*Your objective*:
Of all the lines below, return only those starting with the line holding "pub struct DecoderState<B: Backend>" and going on through the line holding "pub struct DecoderStep<B: Backend>", exactly as written.

*Stored data*:
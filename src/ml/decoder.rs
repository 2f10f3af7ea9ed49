// ============================================================
// Layer 5 — Decoder
// ============================================================
// Teacher-forced decoding loop. For t in 0..max(target_lengths):
//
//   x_t        = embed(target_ids[:, t])                  [B, E]
//   cell_in    = [x_t ; attention_{t-1}]   (attention on) [B, E + A]
//   h_t, c_t   = LSTM(cell_in, h_{t-1}, c_{t-1})
//   attention_t, alignment_t = wrapper(h_t, memory)
//   output_t   = attention_t if output_attention else h_t
//
// State starts at zero every call. Rows whose target is shorter
// than the longest one keep stepping; their trailing outputs
// are computed but carry no meaning.

use burn::prelude::*;

use crate::domain::{
    error::{self, Seq2SeqError},
    kinds::{AttentionType, RnnType},
    sequence::validate_lengths,
};
use crate::ml::{
    attention::{AttentionConfig, AttentionMemory, AttentionWrapper, AttentionWrapperConfig},
    embedding::{TokenEmbedding, TokenEmbeddingConfig},
    encoder::EncoderOutput,
    lstm::{LstmCell, LstmCellConfig, LstmState},
};

// ─── Config ───────────────────────────────────────────────────────────────────
#[derive(Config, Debug)]
pub struct DecoderConfig {
    pub vocab_size: usize,
    #[config(default = 128)]
    pub embedding_dim: usize,
    #[config(default = 128)]
    pub rnn_hidden_dim: usize,
    #[config(default = 128)]
    pub attention_hidden_dims: usize,
    #[config(default = "RnnType::Lstm")]
    pub rnn_type: RnnType,
    #[config(default = true)]
    pub add_attention: bool,
    #[config(default = "AttentionType::Luong")]
    pub attention_type: AttentionType,
    /// None → emit attention for Luong, raw cell output for Bahdanau
    pub output_attention: Option<bool>,
    /// Width of one encoder output step (2 × 128 for the default encoder)
    #[config(default = 256)]
    pub memory_dim: usize,
    #[config(default = 1.0)]
    pub forget_bias: f64,
}

impl DecoderConfig {
    fn attention_config(&self) -> AttentionWrapperConfig {
        let mechanism = AttentionConfig::new(self.rnn_hidden_dim, self.memory_dim, self.attention_hidden_dims)
            .with_attention_type(self.attention_type);
        AttentionWrapperConfig::new(mechanism)
            .with_attention_hidden_dims(self.attention_hidden_dims)
            .with_output_attention(self.output_attention)
    }

    /// Width of each decoder output step.
    pub fn output_dim(&self) -> usize {
        let emits_attention = self
            .output_attention
            .unwrap_or_else(|| self.attention_type.outputs_attention_by_default());
        if self.add_attention && emits_attention {
            self.attention_hidden_dims
        } else {
            self.rnn_hidden_dim
        }
    }

    pub fn init<B: Backend>(&self, device: &B::Device) -> error::Result<Decoder<B>> {
        let embedding = TokenEmbeddingConfig::new(self.vocab_size, self.embedding_dim).init(device)?;

        let attention = if self.add_attention {
            Some(self.attention_config().init(device)?)
        } else {
            None
        };

        let d_input = match &attention {
            Some(_) => self.embedding_dim + self.attention_hidden_dims,
            None    => self.embedding_dim,
        };
        let cell = match self.rnn_type {
            RnnType::Lstm => LstmCellConfig::new(d_input, self.rnn_hidden_dim)
                .with_forget_bias(self.forget_bias)
                .init(device)?,
        };

        tracing::debug!(
            "Decoder: vocab={}, emb={}, hidden={}, attention={} ({}), memory_dim={}",
            self.vocab_size, self.embedding_dim, self.rnn_hidden_dim,
            self.add_attention, self.attention_type, self.memory_dim
        );

        Ok(Decoder {
            embedding,
            cell,
            attention,
            memory_dim: self.memory_dim,
        })
    }
}

// ─── State ────────────────────────────────────────────────────────────────────
/// Everything carried from one decoder step to the next.
#[derive(Debug, Clone)]
pub struct DecoderState<B: Backend> {
    pub lstm:      LstmState<B>,
    /// Previous attention vector, `None` when attention is off
    pub attention: Option<Tensor<B, 2>>,
}

/// Result of one decoder step.
#[derive(Debug, Clone)]
pub struct DecoderStep<B: Backend> {
    pub output:  Tensor<B, 2>,
    pub state:   DecoderState<B>,
    pub weights: Option<Tensor<B, 2>>,
}

#[derive(Debug, Clone)]
pub struct DecoderOutput<B: Backend> {
    /// [batch, steps, output_dim]
    pub outputs:    Tensor<B, 3>,
    /// [batch, steps, source_time] when attention is on
    pub alignments: Option<Tensor<B, 3>>,
}

// ─── Decoder ──────────────────────────────────────────────────────────────────
#[derive(Module, Debug)]
pub struct Decoder<B: Backend> {
    pub embedding:  TokenEmbedding<B>,
    pub cell:       LstmCell<B>,
    pub attention:  Option<AttentionWrapper<B>>,
    pub memory_dim: usize,
}

impl<B: Backend> Decoder<B> {
    pub fn add_attention(&self) -> bool {
        self.attention.is_some()
    }

    pub fn output_dim(&self) -> usize {
        match &self.attention {
            Some(wrapper) if wrapper.output_attention => wrapper.attention_hidden_dims,
            _                                         => self.cell.d_hidden,
        }
    }

    pub fn initial_state(&self, batch_size: usize, device: &B::Device) -> DecoderState<B> {
        DecoderState {
            lstm:      LstmState::zeros(batch_size, self.cell.d_hidden, device),
            attention: self
                .attention
                .as_ref()
                .map(|w| Tensor::zeros([batch_size, w.attention_hidden_dims], device)),
        }
    }

    /// One decoding step from an already embedded input `[batch, embedding_dim]`.
    pub fn step(
        &self,
        input:  Tensor<B, 2>,
        state:  &DecoderState<B>,
        memory: Option<&AttentionMemory<B>>,
    ) -> error::Result<DecoderStep<B>> {
        let Some(wrapper) = &self.attention else {
            let lstm = self.cell.step(input, &state.lstm);
            return Ok(DecoderStep {
                output:  lstm.hidden.clone(),
                state:   DecoderState { lstm, attention: None },
                weights: None,
            });
        };

        let memory   = memory.ok_or(Seq2SeqError::MissingMemory)?;
        let previous = state
            .attention
            .clone()
            .ok_or_else(|| Seq2SeqError::InvalidConfig("decoder state has no attention vector".to_string()))?;

        let lstm = self.cell.step(Tensor::cat(vec![input, previous], 1), &state.lstm);
        let (attention, alignment) = wrapper.combine(lstm.hidden.clone(), memory);
        let output = wrapper.step_output(lstm.hidden.clone(), attention.clone());

        Ok(DecoderStep {
            output,
            state:   DecoderState { lstm, attention: Some(attention) },
            weights: Some(alignment.weights),
        })
    }

    /// Teacher-forced pass over `target_ids` (the decoder input sequence).
    pub fn forward(
        &self,
        encoder_output: &EncoderOutput<B>,
        source_lengths: &[usize],
        target_ids:     Tensor<B, 2, Int>,
        target_lengths: &[usize],
    ) -> error::Result<DecoderOutput<B>> {
        let [batch_size, target_time] = target_ids.dims();
        validate_lengths(target_lengths, batch_size, target_time)?;

        if encoder_output.batch_size() != batch_size {
            return Err(Seq2SeqError::BatchMismatch {
                expected: batch_size,
                actual:   encoder_output.batch_size(),
            });
        }

        let memory = match (&self.attention, encoder_output) {
            (Some(wrapper), EncoderOutput::Sequence(values)) => {
                let [_, _, memory_dim] = values.dims();
                if memory_dim != self.memory_dim {
                    return Err(Seq2SeqError::ShapeMismatch {
                        what:     "encoder outputs",
                        expected: vec![self.memory_dim],
                        actual:   vec![memory_dim],
                    });
                }
                Some(wrapper.mechanism.prepare(values.clone(), source_lengths)?)
            }
            (Some(_), EncoderOutput::Summary(_)) => return Err(Seq2SeqError::MissingMemory),
            // TODO: seed the initial state from the encoder summary when attention is off
            (None, EncoderOutput::Sequence(values)) => {
                let [source_batch, source_time, _] = values.dims();
                validate_lengths(source_lengths, source_batch, source_time)?;
                None
            }
            // a summary carries no time axis, so only count and positivity are checked
            (None, EncoderOutput::Summary(_)) => {
                validate_lengths(source_lengths, batch_size, usize::MAX)?;
                None
            }
        };

        let device   = target_ids.device();
        let embedded = self.embedding.forward(target_ids)?;
        let [_, _, embedding_dim] = embedded.dims();
        let steps = target_lengths.iter().copied().max().unwrap_or(0);

        let mut state      = self.initial_state(batch_size, &device);
        let mut outputs    = Vec::with_capacity(steps);
        let mut alignments = Vec::with_capacity(steps);

        for t in 0..steps {
            let x_t = embedded
                .clone()
                .slice([0..batch_size, t..t + 1, 0..embedding_dim])
                .reshape([batch_size, embedding_dim]);

            let step = self.step(x_t, &state, memory.as_ref())?;
            outputs.push(step.output);
            if let Some(weights) = step.weights {
                alignments.push(weights);
            }
            state = step.state;
        }

        let outputs: Tensor<B, 3> = Tensor::stack(outputs, 1);
        let alignments: Option<Tensor<B, 3>> =
            (!alignments.is_empty()).then(|| Tensor::stack(alignments, 1));

        tracing::debug!("Decoder outputs: {:?} over {} steps", outputs.dims(), steps);

        Ok(DecoderOutput { outputs, alignments })
    }
}
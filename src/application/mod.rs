// ============================================================
// Layer 2 — Application / Use Cases
// ============================================================
// This layer orchestrates all the other layers to accomplish
// a specific goal (running the model, writing its config).
//
// Rules for this layer:
//   - No ML math or model code here
//   - No UI or printing here (that's Layer 1)
//   - Only workflow coordination
//
// Reference: Clean Architecture pattern
//            Rust Book §7 (Module System)

// Build the model, run one forward pass, report on it
pub mod forward_use_case;

// Write a reusable model config file
pub mod config_use_case;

*Result*:
pub struct DecoderState<B: Backend> {
    pub lstm:      LstmState<B>,
    /// Previous attention vector, `None` when attention is off
    pub attention: Option<Tensor<B, 2>>,
}

/// Result of one decoder step.
#[derive(Debug, Clone)]
pub struct DecoderStep<B: Backend> {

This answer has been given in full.